The latest analysis and forecast from the Item Club Scotland points out there are other telling comparisons closer to home.
While Norway and Sweden are held up as examples of small northern nations doing nicely despite wider Europe's problems, Scotland's 4.4% contraction is on the level with Denmark and Finland. The appeal of being Scandinavian is more complex than sometimes presented.
The rest of the forecast from the Item Club extrapolates from recent data that suggest a divergence between Scotland and the UK.
And it points to a future, for the next four years at least, when Scotland returns to trend growth significantly below that of the UK.
Past growth figures suggested the Scottish economy had ended that long-term trend, and put Scotland around the mid-point of UK performance.
But Item forecasts 0.7% growth for Scotland in 2013 comparing unfavourably with 1.2%. (Note that the Fraser of Allander Institute, that Scotland will see 1.3% growth, ahead of the UK rate of 1.1%.)
The following year, the Item Club forecasts Scottish growth rising to 1.8% and then up to 1.9% for the next two years, while the UK as a whole is back to 2.4% each year.
This matters politically as well as economically. The case for independence has moved from the long-term complaint that Scotland was lagging the rest of the UK to the argument that it could be doing much better than the United Kingdom.
But if this forecast is right, we could see a return to talk of being held back as England's poor relation at least as much as being the next Norway.
Hospitality and hospitals
The Item Club highlights the importance of the large and diverse business services sector in being the main engine of growth, while manufacturing has stagnated and construction remains about 10% below its pre-downturn output.
It highlights the plight of the hospitality sector, which appears to be 9% down on the pre-downturn days over the past three years, while 'accommodation and food' in the UK as a whole is up 2.8% in the past year, and running close to its 2007 levels.
And it warns that the prospects for export-led recovery don't look all that impressive. While conceding holes in the date where oil and finance should be, it says there's a shortfall in export-oriented firms in Scotland.
The analysis also points to one of the curiosities of the growth figures - that output from the public sector is lagging behind the UK.
It's notoriously hard to measure output from across government. But if this data is to be believed, it suggests a lack of reform to Scottish public services is hampering its productivity.
How else to explain the reckoning that output in the health sector in the UK has risen 15% since mid-2008, but in Scotland by only 5%?
Lower levels of immigration, perhaps, but that can't be the whole explanation.
How does it affect real people?
Enough of the sectors and the apparently tiny percentage changes in growth: what does this actually mean for real people?
The easing of inflation in the past few months has helped the second half of this year. Allied to a raised basic income tax threshold and better-than-feared employment figures, Scottish households have 1.3% more disposable income this year.
Cost pressures from fuel, transport and food, plus only modest growth in employment, are expected to slow that to 0.7% next year.
That growth in employment is one of the brighter parts of this picture. Even if it's modest, it does suggest that the private sector will continue to make up for the loss of public sector jobs.

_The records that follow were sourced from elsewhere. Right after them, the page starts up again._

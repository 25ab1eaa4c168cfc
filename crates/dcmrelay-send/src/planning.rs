//! Chunk planning: splitting the pending file list into attempt chunks
//! (the manifest's `batch_size` grouping) and, for ToolF, further into
//! technical chunks sized to a command-length budget (spec §4.6).

use camino::Utf8PathBuf;
use dcmrelay_types::Toolkit;

/// One attempt chunk: the group of pending files a single
/// `analysis_summary.chunks_total` slot corresponds to.
#[derive(Debug, Clone)]
pub struct AttemptChunk {
    pub chunk_no: u64,
    pub files: Vec<Utf8PathBuf>,
}

/// Split `pending` (already in manifest order) into attempt chunks of at
/// most `batch_size` files each, numbered from `first_chunk_no` — the
/// attempt-chunk number the first pending file falls into, so chunk
/// numbering survives a resume that skips files from earlier chunks.
#[must_use]
pub fn plan_attempt_chunks(pending: &[Utf8PathBuf], batch_size: u64, first_chunk_no: u64) -> Vec<AttemptChunk> {
    if pending.is_empty() || batch_size == 0 {
        return Vec::new();
    }
    let batch_size = batch_size as usize;
    pending
        .chunks(batch_size)
        .enumerate()
        .map(|(i, files)| AttemptChunk {
            chunk_no: first_chunk_no + i as u64,
            files: files.to_vec(),
        })
        .collect()
}

/// Split one attempt chunk's files into technical chunks: sub-batches that
/// fit the toolkit's command-length budget. ToolT always sends one
/// technical chunk per attempt chunk (its invocation lists files through a
/// `@argfile`, so argv length never grows with file count); ToolF splits at
/// `batch_max_cmd` files per invocation since it lists files directly on
/// argv (spec §4.4/§4.6, grounded on `batch.rs`'s ceiling).
#[must_use]
pub fn plan_technical_chunks(toolkit: Toolkit, files: &[Utf8PathBuf], batch_max_cmd: u64) -> Vec<Vec<Utf8PathBuf>> {
    if files.is_empty() {
        return Vec::new();
    }
    match toolkit {
        Toolkit::ToolT => vec![files.to_vec()],
        Toolkit::ToolF => {
            let cap = if batch_max_cmd == 0 { files.len() } else { batch_max_cmd as usize };
            files.chunks(cap.max(1)).map(<[Utf8PathBuf]>::to_vec).collect()
        }
    }
}

#[cfg(test)]
mod tests {
    use super::*;

    fn paths(n: usize) -> Vec<Utf8PathBuf> {
        (0..n).map(|i| Utf8PathBuf::from(format!("/data/f{i}.dcm"))).collect()
    }

    #[test]
    fn attempt_chunks_respect_batch_size_and_numbering_offset() {
        let pending = paths(5);
        let chunks = plan_attempt_chunks(&pending, 2, 3);
        assert_eq!(chunks.len(), 3);
        assert_eq!(chunks[0].chunk_no, 3);
        assert_eq!(chunks[0].files.len(), 2);
        assert_eq!(chunks[2].files.len(), 1);
    }

    #[test]
    fn empty_pending_yields_no_chunks() {
        assert!(plan_attempt_chunks(&[], 10, 1).is_empty());
    }

    #[test]
    fn toolt_never_splits_into_multiple_technical_chunks() {
        let files = paths(50);
        let chunks = plan_technical_chunks(Toolkit::ToolT, &files, 3);
        assert_eq!(chunks.len(), 1);
        assert_eq!(chunks[0].len(), 50);
    }

    #[test]
    fn toolf_splits_at_batch_max_cmd() {
        let files = paths(7);
        let chunks = plan_technical_chunks(Toolkit::ToolF, &files, 3);
        assert_eq!(chunks.len(), 3);
        assert_eq!(chunks[0].len(), 3);
        assert_eq!(chunks[2].len(), 1);
    }

    #[test]
    fn toolf_zero_batch_max_cmd_keeps_single_chunk() {
        let files = paths(4);
        let chunks = plan_technical_chunks(Toolkit::ToolF, &files, 0);
        assert_eq!(chunks.len(), 1);
        assert_eq!(chunks[0].len(), 4);
    }
}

And while all this forecasting assumes the eurozone doesn't implode, and that the US avoids falling off a fiscal cliff, the fear of more shocks to the system are expected to continue weighing on consumer confidence at least until 2014.
The aggregate spend by households in Scotland is reckoned to be down 0.9% during this year, and on track for growth of only 0.4% next year.
It would help, of course, if people had more confidence in the value of their main asset, their home. That's not looking great either.
Small decreases in home prices are expected next year and the year after. Only in 2015 do these forecasters see a modest improvement, by which time house prices, in real terms and in common with England and Wales, will have fallen by a fifth in seven years.